Benign or Malignant? Two Case Reports of Gigantic Prostatic Cyst

Jiang Yu 1, Xizhi Wang 1,, Feiye Luo 1, Bo Wang 1, Yi Wang 1
PMCID: PMC4968186  PMID: 27500085

Abstract

A 60-year-old male with a huge prostate cyst presented with obstruction symptom of urethra and intestinal tract. Complete excision of the cystic prostate failed as a result of the strong adherence and twice operations history, but we confirmed prostate adenocarcinoma and relieved his obstruction symptom. Case 2 was a 77-year-old male with an 8 cm cyst of which biopsy showed prostate cancer in local hospital. He was admitted 18 months later because of intestinal obstruction. Radical resection had a satisfied result of obstruction symptom and PSA. Here we summarized malignant characteristics of cystic lesions in prostate or surrounding structures and management.

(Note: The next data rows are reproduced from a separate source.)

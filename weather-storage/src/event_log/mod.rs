//! Event log tier.
//!
//! Durable record of every successful origin fetch: one row per
//! `(city, timestamp)` pointing at the stored snapshot. The lookup only ever
//! asks for the latest row of a city; the full trail stays for auditing.

pub mod memory;
pub mod sqlite;

pub use memory::InMemoryEventLog;
pub use sqlite::SqliteEventLog;

use async_trait::async_trait;
use weather_core::{CityKey, EventRecord, HealthCheck, StorageError};

/// Append-mostly log of fetch records.
///
/// `put` is an upsert keyed by `(city, timestamp)`: repeating a pair replaces
/// its path and never fails on the duplicate. Records are never deleted.
#[async_trait]
pub trait EventLog: Send + Sync {
    async fn put(&self, record: &EventRecord) -> Result<(), StorageError>;

    /// Most recent record for a city, by timestamp.
    async fn get_latest(&self, city: &CityKey) -> Result<Option<EventRecord>, StorageError>;

    /// Up to `limit` records for a city, newest first.
    async fn history(&self, city: &CityKey, limit: usize)
        -> Result<Vec<EventRecord>, StorageError>;

    async fn health_check(&self) -> HealthCheck {
        HealthCheck::healthy("event_log")
    }
}
//! Wait-event time budgets and their text report.

use std::collections::HashMap;
use std::io::{self, Write};

/// Bucket for time spent not waiting on anything.
pub const RUNNING: &str = "Running";

const RULE: &str = "------ ------------ -----------------------------";

/// Seconds per wait event for one query.
#[derive(Debug, Clone, Default, PartialEq)]
pub struct Accumulator {
    buckets: HashMap<String, f64>,
    target_elapsed: f64,
    total_elapsed: f64,
}

impl Accumulator {
    pub fn new() -> Self {
        Self::default()
    }

    pub fn reset(&mut self) {
        self.buckets.clear();
        self.target_elapsed = 0.0;
        self.total_elapsed = 0.0;
    }

    /// Credits `seconds` to `wait_entry`, or to [`RUNNING`] when it is empty.
    pub fn add(&mut self, wait_entry: &str, seconds: f64, is_target: bool) {
        let label = if wait_entry.is_empty() {
            RUNNING
        } else {
            wait_entry
        };
        *self.buckets.entry(label.to_string()).or_insert(0.0) += seconds;
        self.total_elapsed += seconds;
        if is_target {
            self.target_elapsed += seconds;
        }
    }

    /// Seconds in one bucket; zero for an unknown one.
    pub fn seconds(&self, label: &str) -> f64 {
        self.buckets.get(label).copied().unwrap_or(0.0)
    }

    /// Time of the profiled process alone.
    pub fn target_elapsed(&self) -> f64 {
        self.target_elapsed
    }

    /// Time of the profiled process and its parallel workers.
    pub fn total_elapsed(&self) -> f64 {
        self.total_elapsed
    }

    pub fn is_empty(&self) -> bool {
        self.buckets.is_empty()
    }

    /// Buckets by descending time, ties by name.
    pub fn sorted(&self) -> Vec<(&str, f64)> {
        let mut rows: Vec<(&str, f64)> = self
            .buckets
            .iter()
            .map(|(label, secs)| (label.as_str(), *secs))
            .collect();
        rows.sort_by(|a, b| b.1.total_cmp(&a.1).then_with(|| a.0.cmp(b.0)));
        rows
    }
}

/// Writes the header that opens the report of a new query.
pub fn write_header(out: &mut impl Write, query: &str) -> io::Result<()> {
    writeln!(out, "{}", RULE)?;
    writeln!(out, "% time      seconds wait_event         query: {}", query)?;
    writeln!(out, "{}", RULE)
}

/// Writes one line per bucket and the totals line.
pub fn write_report(out: &mut impl Write, acc: &Accumulator) -> io::Result<()> {
    let total = acc.total_elapsed();
    for (label, secs) in acc.sorted() {
        let pct = if total > 0.0 { secs * 100.0 / total } else { 0.0 };
        writeln!(out, "{:>6.2} {:>12.6} {}", pct, secs, label)?;
    }
    writeln!(out, "{}", RULE)?;
    writeln!(
        out,
        "{:>6.2} {:>12.6} (target {:.6}s, with workers {:.6}s)",
        if total > 0.0 { 100.0 } else { 0.0 },
        total,
        acc.target_elapsed(),
        total
    )?;
    writeln!(out)
}
//! Scripted database for testing the collector and profiler.

use std::collections::VecDeque;
use std::sync::{Arc, Mutex};

use crate::collector::traits::{Database, DbError};
use crate::snapshot::Snapshot;

/// Statements a [`MockDb`] received, shared with the test.
pub type QueryLog = Arc<Mutex<Vec<String>>>;

/// Replays queued results in order.
///
/// Queries containing a registered fragment get that fixed answer instead of
/// consuming the queue. Once the queue runs dry every query fails with
/// [`DbError::Connection`], which is how tests end a collection loop.
#[derive(Debug, Default)]
pub struct MockDb {
    queue: VecDeque<Result<Snapshot, DbError>>,
    fixed: Vec<(String, Result<Snapshot, DbError>)>,
    version: Option<i32>,
    log: QueryLog,
}

impl MockDb {
    pub fn new() -> Self {
        Self::default()
    }

    pub fn with_version(mut self, version: i32) -> Self {
        self.version = Some(version);
        self
    }

    pub fn push(mut self, snapshot: Snapshot) -> Self {
        self.queue.push_back(Ok(snapshot));
        self
    }

    pub fn push_error(mut self, error: DbError) -> Self {
        self.queue.push_back(Err(error));
        self
    }

    /// Answers every query containing `fragment` with `result`.
    pub fn respond(mut self, fragment: &str, result: Result<Snapshot, DbError>) -> Self {
        self.fixed.push((fragment.to_string(), result));
        self
    }

    /// Handle to the statements received so far.
    pub fn log(&self) -> QueryLog {
        Arc::clone(&self.log)
    }
}

impl Database for MockDb {
    fn query(&mut self, sql: &str) -> Result<Snapshot, DbError> {
        if let Ok(mut log) = self.log.lock() {
            log.push(sql.to_string());
        }

        if let Some((_, result)) = self.fixed.iter().find(|(f, _)| sql.contains(f.as_str())) {
            return result.clone();
        }

        self.queue
            .pop_front()
            .unwrap_or_else(|| Err(DbError::Connection("no more scripted results".into())))
    }

    fn server_version_num(&self) -> Option<i32> {
        self.version
    }
}

#[cfg(test)]
mod tests {
    use super::*;

    #[test]
    fn replays_in_order_then_disconnects() {
        let mut db = MockDb::new()
            .push(Snapshot::from_text(&["n"], &[vec!["1"]]))
            .push_error(DbError::Query("boom".into()));

        assert_eq!(db.query("a").unwrap().cell(0, 0), Some("1"));
        assert_eq!(db.query("b"), Err(DbError::Query("boom".into())));
        assert!(matches!(db.query("c"), Err(DbError::Connection(_))));
        assert_eq!(*db.log().lock().unwrap(), ["a", "b", "c"]);
    }

    #[test]
    fn fixed_answers_do_not_consume_queue() {
        let mut db = MockDb::new()
            .respond("clock_ticks", Ok(Snapshot::from_text(&["t"], &[vec!["100"]])))
            .push(Snapshot::from_text(&["n"], &[vec!["7"]]));

        assert_eq!(db.query("SELECT rpgtop.clock_ticks()").unwrap().cell(0, 0), Some("100"));
        assert_eq!(db.query("SELECT 7").unwrap().cell(0, 0), Some("7"));
    }
}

Keywords: Prostatic neoplasm, Prostatic cysts, Hemorrhage

Introduction

Cysts in prostate or surrounding structures are common, but cystic prostatic neoplasm is a rare entity. Although prostatic carcinoma presenting as a cystic rather than a solid lesion is infrequent, it may be prone to underdiagnosis. Here we detail two cases of gigantic prostatic cyst, one of which prostatic cancer was confirmed in the fourth operation.

Case presentation

Case 1

A 60-year-old male presented with a history of dysuria, pollakisuria and dyschesia for 6 years. Before visited our hospital, he was indwelled catheter because of urinary retention. This patient had a history of twice pelvic operations in local hospital, but could not provide any medical record except computerized tomography (CT). On physical examination, a 15 cm scar could be found at hypogastric region. Digital rectal examination revealed a large, smooth mass without boundary. Serum prostate-specific antigen (PSA) was 172.70 μg/L and carcinoembryonic antigen was 32.21 ng/mL. CT showed a cystic mass measuring approximately 12 cm in diameter (Fig. 1). Even though prostate cancer was suspected, he refused prostate biopsy.

Figure 1.

Figure 1

CT scan before the first operation in our hospital showing a huge pelvic cyst: (A) thickened bladder wall and nodules at rectus abdominis (arrow). (B) the huge cyst (arrow) was in the posterior of bladder. (C, D) sagittal CT shows the cyst (arrow) was beneath the bladder.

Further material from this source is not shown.